Task brief =>
All that is required is the number of lines in this listing that hold "Instant".

☆ ☆ ☆ ☆ ☆ ☆ ☆

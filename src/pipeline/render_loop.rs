//! Render loop - ticks a document until cancelled.
//!
//! The loop sleeps on a condition variable rather than a plain timer, so
//! cancelling wakes it immediately. The refresh rate is re-read each tick,
//! which makes `set_refresh_rate` take effect on a running loop.

use std::io;
use std::sync::{Arc, Condvar, Mutex};
use std::thread::{self, JoinHandle};
use std::time::{Duration, Instant};

use tracing::debug;

use super::document::Document;

// =============================================================================
// Cancellation
// =============================================================================

/// Shared flag that stops a render loop.
///
/// Clones observe the same flag. Cancelling is permanent.
#[derive(Debug, Clone, Default)]
pub struct CancellationToken {
    inner: Arc<(Mutex<bool>, Condvar)>,
}

impl CancellationToken {
    pub fn new() -> Self {
        Self::default()
    }

    /// Cancel and wake every waiter.
    pub fn cancel(&self) {
        let (flag, cvar) = &*self.inner;
        *flag.lock().unwrap_or_else(|p| p.into_inner()) = true;
        cvar.notify_all();
    }

    pub fn is_cancelled(&self) -> bool {
        *self.inner.0.lock().unwrap_or_else(|p| p.into_inner())
    }

    /// Wait up to `timeout`. Returns `true` once cancelled.
    pub fn wait_timeout(&self, timeout: Duration) -> bool {
        let (flag, cvar) = &*self.inner;
        let guard = flag.lock().unwrap_or_else(|p| p.into_inner());
        let (guard, _) = cvar
            .wait_timeout_while(guard, timeout, |cancelled| !*cancelled)
            .unwrap_or_else(|p| p.into_inner());
        *guard
    }
}

// =============================================================================
// Loop
// =============================================================================

impl Document {
    /// Render a frame every refresh interval until `token` is cancelled or
    /// the document is closed.
    ///
    /// Blocks the calling thread. The first frame is drawn one interval in.
    /// Ticks keep a fixed cadence: frame time is not added to the period.
    pub fn render(&self, token: &CancellationToken) {
        debug!("render loop started");
        let mut next_tick = Instant::now() + self.config().effective_refresh_rate();
        loop {
            let wait = next_tick.saturating_duration_since(Instant::now());
            if token.wait_timeout(wait) || self.is_closed() {
                break;
            }
            self.render_frame();

            let interval = self.config().effective_refresh_rate();
            next_tick = next_deadline(next_tick, interval, Instant::now());
        }
        debug!("render loop stopped");
    }

    /// Run [`render`](Self::render) on a dedicated thread.
    pub fn spawn(self: &Arc<Self>, token: CancellationToken) -> io::Result<JoinHandle<()>> {
        let document = Arc::clone(self);
        thread::Builder::new()
            .name("spark-document-render".into())
            .spawn(move || document.render(&token))
    }
}

/// The tick after `previous`. A loop that fell behind fires once right away
/// instead of replaying every missed tick.
fn next_deadline(previous: Instant, interval: Duration, now: Instant) -> Instant {
    let next = previous + interval;
    if next < now { now } else { next }
}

☆ ☆ ☆ ☆ ☆ ☆ ☆

Answer space =>
5